[Opening Entries shown section]
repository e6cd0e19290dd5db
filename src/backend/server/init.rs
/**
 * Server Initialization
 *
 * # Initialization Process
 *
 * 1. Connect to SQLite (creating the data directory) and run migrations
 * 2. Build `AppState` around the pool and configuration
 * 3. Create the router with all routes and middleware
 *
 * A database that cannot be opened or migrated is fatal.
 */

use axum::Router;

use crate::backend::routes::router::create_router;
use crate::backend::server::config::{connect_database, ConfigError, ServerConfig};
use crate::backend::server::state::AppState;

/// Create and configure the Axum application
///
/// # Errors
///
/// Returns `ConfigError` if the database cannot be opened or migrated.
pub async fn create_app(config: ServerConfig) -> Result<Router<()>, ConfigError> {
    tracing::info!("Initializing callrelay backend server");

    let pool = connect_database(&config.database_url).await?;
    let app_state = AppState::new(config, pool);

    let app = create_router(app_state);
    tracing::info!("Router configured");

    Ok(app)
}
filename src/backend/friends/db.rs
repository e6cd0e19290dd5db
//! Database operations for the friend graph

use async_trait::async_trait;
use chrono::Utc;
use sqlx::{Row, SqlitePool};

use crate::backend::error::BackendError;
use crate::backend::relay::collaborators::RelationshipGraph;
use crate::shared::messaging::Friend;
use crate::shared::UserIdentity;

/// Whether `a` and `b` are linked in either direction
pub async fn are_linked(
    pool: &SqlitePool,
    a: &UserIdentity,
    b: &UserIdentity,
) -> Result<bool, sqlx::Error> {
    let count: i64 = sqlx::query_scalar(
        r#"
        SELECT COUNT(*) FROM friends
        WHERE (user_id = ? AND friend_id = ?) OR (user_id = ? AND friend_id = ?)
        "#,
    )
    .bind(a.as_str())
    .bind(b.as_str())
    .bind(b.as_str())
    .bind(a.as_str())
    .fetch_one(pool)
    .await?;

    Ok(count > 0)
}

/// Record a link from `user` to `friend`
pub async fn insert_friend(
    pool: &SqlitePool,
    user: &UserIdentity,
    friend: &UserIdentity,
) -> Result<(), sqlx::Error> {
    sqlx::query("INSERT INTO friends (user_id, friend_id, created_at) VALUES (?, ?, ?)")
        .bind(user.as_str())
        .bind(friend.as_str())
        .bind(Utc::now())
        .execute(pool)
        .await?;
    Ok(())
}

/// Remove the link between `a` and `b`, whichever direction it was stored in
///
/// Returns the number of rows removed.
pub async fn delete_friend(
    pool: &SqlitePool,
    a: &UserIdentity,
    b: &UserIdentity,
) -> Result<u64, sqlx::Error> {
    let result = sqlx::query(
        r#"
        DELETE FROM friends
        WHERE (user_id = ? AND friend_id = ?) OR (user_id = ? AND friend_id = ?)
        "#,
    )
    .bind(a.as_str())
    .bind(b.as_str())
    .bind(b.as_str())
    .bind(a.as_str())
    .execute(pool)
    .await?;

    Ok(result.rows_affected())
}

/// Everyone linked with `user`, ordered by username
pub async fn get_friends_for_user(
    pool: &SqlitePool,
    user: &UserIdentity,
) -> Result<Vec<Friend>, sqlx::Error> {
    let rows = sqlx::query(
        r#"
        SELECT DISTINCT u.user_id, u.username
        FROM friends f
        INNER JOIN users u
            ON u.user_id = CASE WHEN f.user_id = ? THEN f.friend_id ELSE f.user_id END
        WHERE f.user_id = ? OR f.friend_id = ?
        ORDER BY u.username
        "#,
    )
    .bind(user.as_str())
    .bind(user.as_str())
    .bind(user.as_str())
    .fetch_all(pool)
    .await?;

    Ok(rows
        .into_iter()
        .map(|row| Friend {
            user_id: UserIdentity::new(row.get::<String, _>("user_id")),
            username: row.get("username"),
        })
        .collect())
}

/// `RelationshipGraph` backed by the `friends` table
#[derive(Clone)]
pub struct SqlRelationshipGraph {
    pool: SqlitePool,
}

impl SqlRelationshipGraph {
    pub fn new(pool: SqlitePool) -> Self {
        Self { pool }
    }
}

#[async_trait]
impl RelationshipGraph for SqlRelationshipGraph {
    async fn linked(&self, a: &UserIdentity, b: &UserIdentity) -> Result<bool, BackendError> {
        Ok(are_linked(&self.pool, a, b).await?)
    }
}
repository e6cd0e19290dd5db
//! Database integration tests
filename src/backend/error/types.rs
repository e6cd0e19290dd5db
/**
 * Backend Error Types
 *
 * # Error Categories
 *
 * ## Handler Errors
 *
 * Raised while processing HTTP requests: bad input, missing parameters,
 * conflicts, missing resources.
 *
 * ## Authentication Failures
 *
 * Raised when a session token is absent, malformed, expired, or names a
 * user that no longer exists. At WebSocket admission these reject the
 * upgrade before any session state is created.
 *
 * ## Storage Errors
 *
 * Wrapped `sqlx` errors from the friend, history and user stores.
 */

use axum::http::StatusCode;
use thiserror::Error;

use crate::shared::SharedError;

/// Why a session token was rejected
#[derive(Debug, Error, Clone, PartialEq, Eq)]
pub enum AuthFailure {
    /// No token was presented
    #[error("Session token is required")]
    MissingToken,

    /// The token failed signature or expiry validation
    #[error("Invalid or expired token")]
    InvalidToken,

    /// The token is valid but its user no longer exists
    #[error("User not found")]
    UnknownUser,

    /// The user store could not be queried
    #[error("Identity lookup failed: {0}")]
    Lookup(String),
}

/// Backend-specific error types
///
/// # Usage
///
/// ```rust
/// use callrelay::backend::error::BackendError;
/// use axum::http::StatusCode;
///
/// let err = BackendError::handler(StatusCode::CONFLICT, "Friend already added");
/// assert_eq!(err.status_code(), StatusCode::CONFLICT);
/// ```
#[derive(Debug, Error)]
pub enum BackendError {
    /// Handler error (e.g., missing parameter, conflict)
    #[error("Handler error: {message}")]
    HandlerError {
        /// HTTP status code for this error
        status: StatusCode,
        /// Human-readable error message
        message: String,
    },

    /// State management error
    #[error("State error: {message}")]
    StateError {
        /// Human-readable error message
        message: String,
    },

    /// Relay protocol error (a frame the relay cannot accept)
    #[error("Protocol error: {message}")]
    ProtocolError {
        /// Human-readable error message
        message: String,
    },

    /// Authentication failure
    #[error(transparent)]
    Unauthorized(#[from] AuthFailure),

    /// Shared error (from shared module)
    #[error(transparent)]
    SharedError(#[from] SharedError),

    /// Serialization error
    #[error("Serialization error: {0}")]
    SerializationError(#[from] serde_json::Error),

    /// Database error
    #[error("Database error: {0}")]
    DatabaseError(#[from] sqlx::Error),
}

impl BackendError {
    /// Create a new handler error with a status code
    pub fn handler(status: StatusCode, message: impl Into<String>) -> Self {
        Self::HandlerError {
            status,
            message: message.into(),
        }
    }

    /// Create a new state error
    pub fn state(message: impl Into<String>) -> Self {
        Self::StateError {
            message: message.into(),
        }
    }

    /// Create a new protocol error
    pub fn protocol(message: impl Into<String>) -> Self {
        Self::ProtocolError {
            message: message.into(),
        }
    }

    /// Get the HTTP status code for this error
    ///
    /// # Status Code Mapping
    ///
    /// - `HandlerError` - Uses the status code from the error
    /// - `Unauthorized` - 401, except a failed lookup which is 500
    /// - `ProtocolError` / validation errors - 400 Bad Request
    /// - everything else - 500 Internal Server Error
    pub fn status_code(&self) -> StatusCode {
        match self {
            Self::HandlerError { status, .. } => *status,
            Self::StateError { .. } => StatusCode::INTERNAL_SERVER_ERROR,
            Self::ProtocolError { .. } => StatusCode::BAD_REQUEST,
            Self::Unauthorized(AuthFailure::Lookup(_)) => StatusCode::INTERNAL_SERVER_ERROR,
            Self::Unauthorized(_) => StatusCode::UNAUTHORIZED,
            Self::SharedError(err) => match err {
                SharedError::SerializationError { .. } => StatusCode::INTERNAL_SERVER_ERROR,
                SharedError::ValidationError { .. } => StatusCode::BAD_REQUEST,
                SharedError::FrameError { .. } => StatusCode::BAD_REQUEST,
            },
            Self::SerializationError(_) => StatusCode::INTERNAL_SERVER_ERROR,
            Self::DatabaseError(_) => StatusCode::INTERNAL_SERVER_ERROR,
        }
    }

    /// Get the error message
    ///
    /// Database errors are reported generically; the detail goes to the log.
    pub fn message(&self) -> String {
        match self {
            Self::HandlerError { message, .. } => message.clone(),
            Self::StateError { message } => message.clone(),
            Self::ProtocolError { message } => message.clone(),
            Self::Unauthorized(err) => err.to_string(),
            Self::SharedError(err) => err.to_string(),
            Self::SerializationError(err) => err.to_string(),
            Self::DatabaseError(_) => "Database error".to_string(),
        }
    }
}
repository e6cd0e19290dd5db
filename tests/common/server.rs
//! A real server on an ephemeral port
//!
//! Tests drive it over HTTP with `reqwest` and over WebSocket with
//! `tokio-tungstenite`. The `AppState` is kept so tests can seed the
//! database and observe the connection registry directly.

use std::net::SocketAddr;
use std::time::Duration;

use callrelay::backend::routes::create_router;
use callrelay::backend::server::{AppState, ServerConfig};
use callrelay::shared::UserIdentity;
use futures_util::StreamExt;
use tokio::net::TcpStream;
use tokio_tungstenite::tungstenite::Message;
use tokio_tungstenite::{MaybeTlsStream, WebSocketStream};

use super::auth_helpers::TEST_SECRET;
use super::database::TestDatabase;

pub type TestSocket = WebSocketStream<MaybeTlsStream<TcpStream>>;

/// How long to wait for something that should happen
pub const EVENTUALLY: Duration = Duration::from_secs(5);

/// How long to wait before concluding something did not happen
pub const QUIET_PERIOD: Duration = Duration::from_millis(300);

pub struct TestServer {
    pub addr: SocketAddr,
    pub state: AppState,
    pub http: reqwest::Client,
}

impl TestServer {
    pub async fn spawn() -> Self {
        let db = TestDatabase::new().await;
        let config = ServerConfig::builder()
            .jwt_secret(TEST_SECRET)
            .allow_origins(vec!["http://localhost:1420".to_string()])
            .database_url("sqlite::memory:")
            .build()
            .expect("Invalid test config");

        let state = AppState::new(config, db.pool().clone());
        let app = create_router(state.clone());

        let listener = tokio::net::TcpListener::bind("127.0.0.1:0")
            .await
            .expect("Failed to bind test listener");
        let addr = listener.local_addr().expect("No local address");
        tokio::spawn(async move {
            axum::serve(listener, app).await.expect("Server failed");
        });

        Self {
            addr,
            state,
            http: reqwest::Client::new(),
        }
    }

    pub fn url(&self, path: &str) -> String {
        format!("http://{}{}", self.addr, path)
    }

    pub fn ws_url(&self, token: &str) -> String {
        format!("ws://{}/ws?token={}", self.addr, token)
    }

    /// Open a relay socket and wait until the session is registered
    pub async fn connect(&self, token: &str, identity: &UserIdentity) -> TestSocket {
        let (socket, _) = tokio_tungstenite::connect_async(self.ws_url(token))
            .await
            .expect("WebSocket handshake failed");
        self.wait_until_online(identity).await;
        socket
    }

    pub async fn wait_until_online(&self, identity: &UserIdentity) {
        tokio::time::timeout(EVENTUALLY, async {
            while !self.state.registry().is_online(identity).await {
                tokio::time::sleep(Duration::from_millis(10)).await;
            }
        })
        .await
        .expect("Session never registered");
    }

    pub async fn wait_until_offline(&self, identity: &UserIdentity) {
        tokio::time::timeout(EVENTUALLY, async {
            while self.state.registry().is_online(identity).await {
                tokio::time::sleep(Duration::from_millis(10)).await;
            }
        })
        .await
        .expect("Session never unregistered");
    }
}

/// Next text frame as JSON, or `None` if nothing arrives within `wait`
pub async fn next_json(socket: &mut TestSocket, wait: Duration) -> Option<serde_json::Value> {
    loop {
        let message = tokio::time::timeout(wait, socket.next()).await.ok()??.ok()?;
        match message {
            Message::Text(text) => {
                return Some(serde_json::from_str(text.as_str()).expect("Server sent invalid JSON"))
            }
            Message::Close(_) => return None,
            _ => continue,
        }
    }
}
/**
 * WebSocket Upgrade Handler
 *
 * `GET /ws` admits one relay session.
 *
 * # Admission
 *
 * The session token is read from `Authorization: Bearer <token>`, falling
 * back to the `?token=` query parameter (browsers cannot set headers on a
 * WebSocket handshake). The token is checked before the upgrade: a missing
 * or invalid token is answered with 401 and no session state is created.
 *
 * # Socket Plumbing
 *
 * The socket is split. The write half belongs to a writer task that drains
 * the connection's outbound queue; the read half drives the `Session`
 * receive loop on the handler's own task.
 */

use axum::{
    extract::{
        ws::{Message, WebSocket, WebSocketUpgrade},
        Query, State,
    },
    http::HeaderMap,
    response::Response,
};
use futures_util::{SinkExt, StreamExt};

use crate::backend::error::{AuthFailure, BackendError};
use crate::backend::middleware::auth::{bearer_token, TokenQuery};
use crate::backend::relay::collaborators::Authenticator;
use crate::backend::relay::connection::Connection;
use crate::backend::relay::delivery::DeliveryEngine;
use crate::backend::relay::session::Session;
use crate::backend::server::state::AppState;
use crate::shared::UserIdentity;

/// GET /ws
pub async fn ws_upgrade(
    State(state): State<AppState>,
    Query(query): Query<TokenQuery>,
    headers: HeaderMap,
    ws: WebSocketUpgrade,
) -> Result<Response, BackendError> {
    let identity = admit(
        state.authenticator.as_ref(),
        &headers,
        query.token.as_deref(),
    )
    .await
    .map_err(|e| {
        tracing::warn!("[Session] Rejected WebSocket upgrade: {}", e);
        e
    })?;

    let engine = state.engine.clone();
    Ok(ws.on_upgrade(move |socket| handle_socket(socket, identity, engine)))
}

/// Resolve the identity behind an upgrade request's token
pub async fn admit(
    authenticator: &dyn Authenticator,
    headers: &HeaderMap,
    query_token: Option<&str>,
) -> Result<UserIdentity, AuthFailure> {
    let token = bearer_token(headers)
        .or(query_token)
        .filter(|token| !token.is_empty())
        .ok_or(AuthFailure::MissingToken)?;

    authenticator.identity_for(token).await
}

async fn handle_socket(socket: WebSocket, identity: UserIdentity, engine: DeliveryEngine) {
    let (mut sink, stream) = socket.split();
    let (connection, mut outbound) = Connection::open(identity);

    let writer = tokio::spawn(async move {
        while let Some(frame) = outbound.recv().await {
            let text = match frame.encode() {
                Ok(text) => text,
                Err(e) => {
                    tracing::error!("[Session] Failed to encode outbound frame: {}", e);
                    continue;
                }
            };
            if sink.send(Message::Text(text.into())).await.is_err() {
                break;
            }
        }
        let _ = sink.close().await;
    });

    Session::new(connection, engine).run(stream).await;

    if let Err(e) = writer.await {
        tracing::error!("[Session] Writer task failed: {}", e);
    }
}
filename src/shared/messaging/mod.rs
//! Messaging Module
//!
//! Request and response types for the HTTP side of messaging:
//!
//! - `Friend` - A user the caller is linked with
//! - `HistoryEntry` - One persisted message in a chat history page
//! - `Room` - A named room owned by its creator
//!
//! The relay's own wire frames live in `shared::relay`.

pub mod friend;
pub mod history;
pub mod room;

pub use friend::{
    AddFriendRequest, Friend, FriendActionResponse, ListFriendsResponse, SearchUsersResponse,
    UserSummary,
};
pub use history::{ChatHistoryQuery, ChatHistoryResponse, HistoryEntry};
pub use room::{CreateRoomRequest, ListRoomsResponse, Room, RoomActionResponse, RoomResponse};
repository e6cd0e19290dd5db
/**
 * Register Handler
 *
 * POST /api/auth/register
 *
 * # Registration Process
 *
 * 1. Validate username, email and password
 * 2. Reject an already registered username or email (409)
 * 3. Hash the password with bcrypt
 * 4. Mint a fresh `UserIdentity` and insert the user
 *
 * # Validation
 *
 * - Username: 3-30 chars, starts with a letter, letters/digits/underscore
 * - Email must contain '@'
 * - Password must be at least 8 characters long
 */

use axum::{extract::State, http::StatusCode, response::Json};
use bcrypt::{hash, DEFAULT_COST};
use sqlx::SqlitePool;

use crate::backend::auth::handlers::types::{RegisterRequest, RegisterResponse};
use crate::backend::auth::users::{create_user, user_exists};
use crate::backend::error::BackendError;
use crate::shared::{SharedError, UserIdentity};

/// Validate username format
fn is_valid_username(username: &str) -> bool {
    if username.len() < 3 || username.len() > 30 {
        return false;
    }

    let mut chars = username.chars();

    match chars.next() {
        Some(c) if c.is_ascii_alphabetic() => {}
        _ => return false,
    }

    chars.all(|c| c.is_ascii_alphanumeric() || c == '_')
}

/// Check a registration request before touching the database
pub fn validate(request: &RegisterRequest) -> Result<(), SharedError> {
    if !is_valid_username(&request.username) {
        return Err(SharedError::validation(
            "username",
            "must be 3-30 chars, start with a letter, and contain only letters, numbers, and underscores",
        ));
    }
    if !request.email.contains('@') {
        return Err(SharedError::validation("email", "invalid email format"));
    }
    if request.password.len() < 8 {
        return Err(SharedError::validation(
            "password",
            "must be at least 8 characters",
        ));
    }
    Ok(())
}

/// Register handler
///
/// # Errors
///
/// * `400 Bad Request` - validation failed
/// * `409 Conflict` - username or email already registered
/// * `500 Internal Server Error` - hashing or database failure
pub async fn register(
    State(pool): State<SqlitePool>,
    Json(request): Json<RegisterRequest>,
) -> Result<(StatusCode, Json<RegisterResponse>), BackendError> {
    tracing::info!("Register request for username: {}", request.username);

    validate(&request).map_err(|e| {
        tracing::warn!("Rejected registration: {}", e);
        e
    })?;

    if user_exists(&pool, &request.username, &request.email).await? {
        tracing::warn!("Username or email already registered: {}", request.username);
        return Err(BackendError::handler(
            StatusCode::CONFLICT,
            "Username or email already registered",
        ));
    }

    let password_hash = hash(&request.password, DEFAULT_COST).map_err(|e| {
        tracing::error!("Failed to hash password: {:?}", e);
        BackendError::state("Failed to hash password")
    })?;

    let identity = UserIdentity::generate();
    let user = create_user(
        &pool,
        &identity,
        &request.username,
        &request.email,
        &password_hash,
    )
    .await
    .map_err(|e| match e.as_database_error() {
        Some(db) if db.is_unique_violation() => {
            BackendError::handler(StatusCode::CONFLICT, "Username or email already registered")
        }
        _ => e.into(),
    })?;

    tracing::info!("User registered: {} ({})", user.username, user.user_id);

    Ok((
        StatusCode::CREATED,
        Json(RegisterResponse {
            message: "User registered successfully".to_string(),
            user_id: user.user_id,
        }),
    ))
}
[Closing Entries shown section]
Would you filter the records and copy out each line containing "listener"?

Exercise result:
        let listener = tokio::net::TcpListener::bind("127.0.0.1:0")
            .expect("Failed to bind test listener");
        let addr = listener.local_addr().expect("No local address");
            axum::serve(listener, app).await.expect("Server failed");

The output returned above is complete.